Baseline demographic and clinical characteristics—including a mean VAS pain score of 53.8 mm—were comparable. The primary endpoint was the between-group difference in VAS pain change at 12 weeks; 27 secondary outcomes spanning mood, function, stiffness, global assessment, gait speed, and health-related QOL were evaluated at 12 and 24 weeks.
Yoga Advantages Observed
At 12 weeks, the yoga cohort exhibited a 1.1-mm greater reduction in VAS score compared to strengthening exercises, a non-significant finding that remained within the prespecified noninferiority margin of 10 mm, according to findings.
Among secondary endpoints, seven demonstrated statistically significant advantages favoring yoga.

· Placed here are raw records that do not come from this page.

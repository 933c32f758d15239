use std::net::SocketAddr;
use std::sync::Arc;

use crate::control::codes::{CameraCode, RcSteering};
use crate::control::remote::{ActiveLatch, RemoteControl};
use crate::error::{RedrobError, RedrobResult};
use crate::hardware::sys_stat::SysStats;
use crate::net::server::{NetCells, NetControlServer, ServerControl};
use crate::task::{
    abort_task, check_task, finalize_task, initialize_task, SupervisionTimeouts, Task,
};
use crate::tlog;

pub const NET_SERVER_TASK_NAME: &str = "REDROBD_RC_NET_SERVER";
pub const NET_SERVER_TIMEOUTS: SupervisionTimeouts =
    SupervisionTimeouts::from_millis(1000, 500, 1500);

/// Network remote control. Owns the server task and its shared cells.
pub struct NetRemote {
    bind_addr: SocketAddr,
    timeouts: SupervisionTimeouts,
    cells: Arc<NetCells>,
    control: Arc<ServerControl>,
    server: Option<Task<NetControlServer>>,
    latch: ActiveLatch,
}

impl NetRemote {
    pub fn new(bind_addr: SocketAddr) -> Self {
        Self {
            bind_addr,
            timeouts: NET_SERVER_TIMEOUTS,
            cells: Arc::new(NetCells::new()),
            control: Arc::new(ServerControl::new()),
            server: None,
            latch: ActiveLatch::default(),
        }
    }

    /// Handle for shutdown requests and the bound address.
    pub fn control(&self) -> Arc<ServerControl> {
        Arc::clone(&self.control)
    }

    pub fn cells(&self) -> Arc<NetCells> {
        Arc::clone(&self.cells)
    }

    pub fn local_addr(&self) -> Option<SocketAddr> {
        self.control.local_addr()
    }

    /// Supervision check of the server task.
    pub fn check(&self) -> RedrobResult<()> {
        match &self.server {
            Some(task) => check_task(task),
            None => Err(RedrobError::NotInitialized),
        }
    }

    /// Read and clear the last camera command.
    pub fn get_camera_code(&self) -> CameraCode {
        CameraCode::from_raw(self.cells.take_camera_code())
    }

    pub fn set_voltage(&self, volts: f32) {
        self.cells.set_voltage(volts);
    }

    pub fn set_sys_stats(&self, stats: SysStats) {
        self.cells.set_sys_stats(stats);
    }
}

impl RemoteControl for NetRemote {
    fn initialize(&mut self) -> RedrobResult<()> {
        if self.server.is_some() {
            return Err(RedrobError::AlreadyInitialized);
        }
        self.latch.reset();
        self.cells.reset();
        self.control.reset();

        let mut task = Task::new(
            NET_SERVER_TASK_NAME,
            NetControlServer::new(self.bind_addr, self.cells(), self.control()),
        );
        if let Err(e) = initialize_task(&mut task, (), self.timeouts.start, self.timeouts.execute) {
            // Unblock the thread if it got as far as accept
            let _ = self.control.shutdown_server();
            if let Err(abort) = abort_task(&mut task, self.timeouts.stop) {
                tlog!(warn, "Net server did not come down: {}", abort);
            }
            return Err(e);
        }
        self.server = Some(task);
        Ok(())
    }

    fn finalize(&mut self) -> RedrobResult<()> {
        self.latch.reset();
        let mut task = self.server.take().ok_or(RedrobError::NotInitialized)?;
        self.control.shutdown_server()?;
        finalize_task(&mut task, self.timeouts.stop)
    }

    fn get_steering(&mut self) -> RedrobResult<RcSteering> {
        let steering = RcSteering::from_bits(self.cells.take_steer_code());
        self.latch.observe(steering);
        Ok(steering)
    }

    fn is_active(&self) -> bool {
        self.latch.is_active()
    }
}
//! Battery voltage monitor.
//!
//! The battery is measured through a resistor divider on an ADC channel.
//! `v_mon` is the voltage at the ADC pin, `v_in` the battery voltage.

use std::sync::Arc;

use parking_lot::Mutex;

use crate::error::{RedrobError, RedrobResult};
use crate::hardware::adc::SharedAdc;
use crate::task::{CyclicBody, SupervisionTimeouts};
use crate::tlog;

pub const BATTERY_TASK_NAME: &str = "REDROBD_BAT_MON";
pub const BATTERY_FREQUENCY: f64 = 4.0;
pub const BATTERY_TIMEOUTS: SupervisionTimeouts =
    SupervisionTimeouts::from_millis(1000, 500, 1250);

#[derive(Debug, Clone, Copy, Default, PartialEq)]
pub struct BatteryVoltage {
    pub v_mon: f32,
    pub v_in: f32,
}

/// Latest reading, shared with the control loop.
#[derive(Debug, Default)]
pub struct BatteryCell {
    voltage: Mutex<BatteryVoltage>,
}

impl BatteryCell {
    pub fn get(&self) -> BatteryVoltage {
        *self.voltage.lock()
    }

    fn set(&self, voltage: BatteryVoltage) {
        *self.voltage.lock() = voltage;
    }
}

pub struct BatteryMonitor {
    adc: SharedAdc,
    channel: u8,
    scale_factor: f32,
    cell: Arc<BatteryCell>,
}

impl BatteryMonitor {
    /// `scale_factor` is the divider ratio R2 / (R1 + R2).
    pub fn new(adc: SharedAdc, channel: u8, scale_factor: f32) -> RedrobResult<Self> {
        if !scale_factor.is_finite() || scale_factor <= 0.0 {
            return Err(RedrobError::bad_argument(format!(
                "battery scale factor {}",
                scale_factor
            )));
        }
        Ok(Self {
            adc,
            channel,
            scale_factor,
            cell: Arc::new(BatteryCell::default()),
        })
    }

    pub fn cell(&self) -> Arc<BatteryCell> {
        Arc::clone(&self.cell)
    }
}

impl CyclicBody for BatteryMonitor {
    fn cyclic_step(&mut self) -> RedrobResult<()> {
        let raw = self.adc.read_channel(self.channel)?;
        let v_mon = self.adc.raw_to_voltage(raw);
        let v_in = v_mon / self.scale_factor;
        self.cell.set(BatteryVoltage { v_mon, v_in });
        tlog!(debug, "Battery v_mon={:.3} V, v_in={:.3} V", v_mon, v_in);
        Ok(())
    }
}

#[cfg(test)]
mod tests {
    use super::*;
    use crate::hardware::adc::SimAdc;

    #[test]
    fn test_divider_scaling() {
        let adc = Arc::new(SimAdc::new(3.3));
        // 7.4 V battery behind the 0.296837 divider
        adc.set_voltage(7, 7.4 * 0.296837);
        let mut monitor = BatteryMonitor::new(adc, 7, 0.296837).unwrap();
        let cell = monitor.cell();
        assert_eq!(cell.get(), BatteryVoltage::default());

        monitor.cyclic_step().unwrap();
        let reading = cell.get();
        assert!((reading.v_mon - 2.1966).abs() < 0.005, "v_mon {}", reading.v_mon);
        assert!((reading.v_in - 7.4).abs() < 0.02, "v_in {}", reading.v_in);
    }

    #[test]
    fn test_rejects_bad_scale_factor() {
        let adc = Arc::new(SimAdc::new(3.3));
        assert!(BatteryMonitor::new(adc.clone(), 7, 0.0).is_err());
        assert!(BatteryMonitor::new(adc, 7, f32::NAN).is_err());
    }
}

At 12 weeks, yoga participants experienced a modestly greater improvement in depressive symptoms (−1.1 between-group difference in Patient Health Questionnaire–9 score). By 24 weeks, yoga was superior on multiple Western Ontario and McMaster Universities Osteoarthritis Index (WOMAC) domains—pain (−44.5 mm), WOMAC function (−139 mm), stiffness (−17.6 mm)—as well as patient global assessment (−7.6 mm), 40-m fast-paced walk time (1.8 s), and the Assessment of Quality of Life–8 Dimensions score (0.04).
Adverse events were predominantly mild and similarly distributed between groups, underscoring the favorable safety profile of both interventions.
Limitations & Conclusions
Notwithstanding its strengths, the authors noted that the study’s single-center design and modest sample size may restrict external validity, while adherence rates and participant expectations could have influenced subjective outcomes.
“However … integrating yoga as an alternative or complementary exercise option in clinical practice may help in managing knee OA [osteoarthritis],” the research team concluded.